Я люблю картины Мунка и Магритта, а еще истории про зомби, про потерю самоидентификации, про тотальный контроль и про психологов. Так получился рассказ.
***
— Подпишите петицию! Франкены должны знать, кто они такие! — девушка с огненно-рыжими волосами и посиневшим от мороза носом ткнула мне в руки листовку. Я машинально сунул бумажку в карман и поспешил к вращающимся дверям, кутаясь в шарф. Прием уже начинался, а мои пациенты не любят ждать. Они и так тревожные.
Поднимаясь в лифте на тринадцатый этаж, я подумал, что рыжая девица, сама того не подозревая, обратилась чуть ли не к единственному человеку в городе, который мог бы внятно сформулировать, почему эту петицию подписывать не стоило. Иногда незнание — благо. Особенно для франкенов.

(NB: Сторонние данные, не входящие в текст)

//! Drives the Orrery worker pool over a synthetic scene.
//!
//! Configuration is loaded from `config.ron` and can be overridden via CLI flags.
//! Run with `cargo run -p orrery-demo -- --clusters 50000 --polarity refine`.

mod scene;

use std::collections::HashSet;
use std::process::ExitCode;
use std::time::{Duration, Instant};

use clap::Parser;
use orrery_config::{CliArgs, Config, ConfigError, default_config_dir};
use orrery_dispatch::protocol::{ComputeErrors, FrustumCull, SelectLods, SimplifyGeometry};
use orrery_dispatch::{
    Completion, DispatchError, DispatchSettings, Request, Response, TaskDispatcher, TaskTicket,
};
use orrery_lod::LodLevel;
use orrery_math::{CameraError, Viewport};
use orrery_spatial::GridError;
use tracing::{info, warn};

use crate::scene::{Scene, camera_at, cull_objects, frustum_for, grid_mesh};

const VIEWPORT_WIDTH: u32 = 1920;
const VIEWPORT_HEIGHT: u32 = 1080;
/// Quads per side of the mesh handed to the simplifier.
const MESH_RESOLUTION: u32 = 64;
/// How long the driver waits for one frame's responses.
const FRAME_TIMEOUT: Duration = Duration::from_secs(10);

#[derive(Debug, thiserror::Error)]
enum DemoError {
    #[error(transparent)]
    Config(#[from] ConfigError),

    #[error("viewport: {0}")]
    Viewport(#[from] CameraError),

    #[error("scene: {0}")]
    Grid(#[from] GridError),

    #[error("dispatch: {0}")]
    Dispatch(#[from] DispatchError),

    #[error("frame {frame}: {missing} responses still outstanding at the deadline")]
    Timeout { frame: u32, missing: usize },
}

fn main() -> ExitCode {
    let args = CliArgs::parse();

    let config_dir = args.config.clone().unwrap_or_else(default_config_dir);

    // Load or create config, then apply CLI overrides
    let mut config = Config::load_or_create(&config_dir).unwrap_or_else(|e| {
        eprintln!("Failed to load config: {e}, using defaults");
        Config::default()
    });
    config.apply_cli_overrides(&args);

    let log_dir = config_dir.join("logs");
    orrery_log::init_logging(Some(&log_dir), cfg!(debug_assertions), Some(&config));

    match run(&config) {
        Ok(()) => ExitCode::SUCCESS,
        Err(e) => {
            tracing::error!(error = %e, "demo failed");
            ExitCode::FAILURE
        }
    }
}

fn run(config: &Config) -> Result<(), DemoError> {
    config.spatial.validate()?;
    let selector = config.lod.selector()?;
    let viewport = Viewport::new(VIEWPORT_WIDTH, VIEWPORT_HEIGHT)?;

    let started = Instant::now();
    let scene = Scene::generate(&config.scene, config.spatial.cell_size)?;
    info!(
        clusters = scene.clusters.len(),
        cells = scene.grid.cell_count(),
        elapsed_ms = started.elapsed().as_millis() as u64,
        "scene generated"
    );

    let mut dispatcher = TaskDispatcher::new(
        DispatchSettings {
            worker_count: config.dispatch.worker_count,
            max_in_flight: config.dispatch.max_in_flight,
        },
        selector,
    )?;

    let (mesh_vertices, mesh_indices) = grid_mesh(MESH_RESOLUTION);
    let view_radius = scene.extent * 0.5;
    let frames = config.scene.frames.max(1);

    for frame in 0..frames {
        let t = if frames > 1 {
            f64::from(frame) / f64::from(frames - 1)
        } else {
            0.5
        };
        let camera = camera_at(scene.extent, t);
        let candidates = scene.candidates(camera.position, view_radius)?;
        let frustum = frustum_for(&camera, viewport, view_radius);

        let requests = [
            Request::SelectLods(SelectLods {
                clusters: candidates.clone(),
                camera,
                viewport_width: viewport.width,
                viewport_height: viewport.height,
                error_threshold: config.lod.error_threshold,
            }),
            Request::ComputeErrors(ComputeErrors {
                clusters: candidates.clone(),
                camera,
                viewport_height: viewport.height,
            }),
            Request::FrustumCull(FrustumCull {
                objects: cull_objects(&candidates),
                frustum_planes: frustum.planes,
            }),
            Request::SimplifyGeometry(SimplifyGeometry {
                vertices: mesh_vertices.clone(),
                indices: mesh_indices.clone(),
                target_ratio: 1.0 / f64::from(frame + 2),
            }),
        ];

        let mut pending = Vec::with_capacity(requests.len());
        for request in requests {
            let kind = request.kind();
            match dispatcher.submit(request) {
                Ok(ticket) => pending.push(ticket),
                Err(DispatchError::Saturated { budget }) => {
                    warn!(frame, %kind, budget, "pool saturated, request skipped");
                }
                Err(e) => return Err(e.into()),
            }
        }

        info!(
            frame,
            candidates = candidates.len(),
            submitted = pending.len(),
            "frame submitted"
        );
        for completion in await_frame(&dispatcher, frame, &pending)? {
            report(frame, &completion);
        }
    }

    dispatcher.shutdown();
    info!(
        elapsed_ms = started.elapsed().as_millis() as u64,
        "demo complete"
    );
    Ok(())
}

/// Poll until every ticket in `pending` has completed or the frame deadline passes.
fn await_frame(
    dispatcher: &TaskDispatcher,
    frame: u32,
    pending: &[TaskTicket],
) -> Result<Vec<Completion>, DemoError> {
    let mut outstanding: HashSet<TaskTicket> = pending.iter().copied().collect();
    let mut received = Vec::with_capacity(pending.len());
    let deadline = Instant::now() + FRAME_TIMEOUT;

    loop {
        for completion in dispatcher.drain_completions() {
            if outstanding.remove(&completion.ticket) {
                received.push(completion);
            }
        }
        if outstanding.is_empty() {
            return Ok(received);
        }
        if Instant::now() >= deadline {
            return Err(DemoError::Timeout {
                frame,
                missing: outstanding.len(),
            });
        }
        std::thread::sleep(Duration::from_millis(1));
    }
}

fn report(frame: u32, completion: &Completion) {
    let ticket = completion.ticket.value();
    let worker = completion.worker;
    match &completion.response {
        Response::LodSelectionComplete { results } => {
            let mut histogram = [0usize; LodLevel::COUNT];
            for result in results {
                histogram[result.level.value() as usize] += 1;
            }
            let triangles: u64 = results.iter().map(|r| u64::from(r.triangle_count)).sum();
            info!(frame, ticket, worker, selected = results.len(), ?histogram, triangles, "LOD selection complete");
        }
        Response::ErrorComputationComplete { errors } => {
            let finite: Vec<f64> = errors.iter().copied().filter(|e| e.is_finite()).collect();
            let max_error = finite.iter().copied().fold(0.0, f64::max);
            let mean_error = if finite.is_empty() {
                0.0
            } else {
                finite.iter().sum::<f64>() / finite.len() as f64
            };
            info!(frame, ticket, worker, count = errors.len(), max_error, mean_error, "error computation complete");
        }
        Response::FrustumCullComplete(outcome) => {
            info!(
                frame,
                ticket,
                worker,
                visible = outcome.visible.len(),
                culled = outcome.culled.len(),
                "frustum cull complete"
            );
        }
        Response::SimplificationComplete(mesh) => {
            info!(
                frame,
                ticket,
                worker,
                triangles = mesh.triangle_count(),
                vertices = mesh.vertex_count(),
                "simplification complete"
            );
        }
    }
}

В кабинете меня уже ждали — но это оказался не пациент. Полицейский. Он встал с моего рабочего кресла у окна и показал удостоверение. Меня заинтриговала странность в одежде гостя — одет он был по всей форме, но на голове вместо фуражки у него красовался старомодный черный котелок. Как на репродукции Магритта, что висела над креслом для пациентов: некто в шляпе стоит спиной к зрителю, обращенный к дыре в форме человека, зияющей в красном занавесе.
— Э… чем могу быть полезен? — начал я. — Но, если можно, побыстрее: у меня назначена встреча.
— Вы консультировали профессора Петрова И. Е.? — спросил странный полицейский в котелке.
Я непроизвольно взглянул на дверь — именно этого пациента я ждал с минуты на минуту. Интересный собеседник, хоть и со своими тараканами в голове. Но такая уж у меня работа.
— Вынужден напомнить вам о врачебной тайне, — ответил я с достоинством.
— Даже в случае, если пациент скончался? — парировал полицейский.
От неожиданности я сел в кресло — в то самое, в котором еще неделю назад консультировал Ивана Егоровича.
— Что?.. Как это случилось? — произнес я. Отнекиваться не имело смысла — полицейский наверняка уже заглянул в журнал посещений. Да и камеры слежения на входе легко доказали бы, что профессор Петров бывал здесь.
— Самоубийство, — изрек полицейский. — И вы крайне поможете нам, если вспомните, о чем говорили с покойным в последний раз.
Я ничего не собирался рассказывать этому типу в котелке. Тем более что речь шла, по всей видимости, о моей профессиональной неудаче. Но я поневоле вспомнил мою первую встречу с профессором Петровым.
***
— Доктор, я знаю человека, который, на самом деле, франкен, — профессор сделал эффектную паузу и выдохнул. — Это я.
Моя реакция несколько разочаровывала его. Видимо, бедняга не знал, что этому синдрому подвержен не он один. Посмотрим, насколько запущено дело.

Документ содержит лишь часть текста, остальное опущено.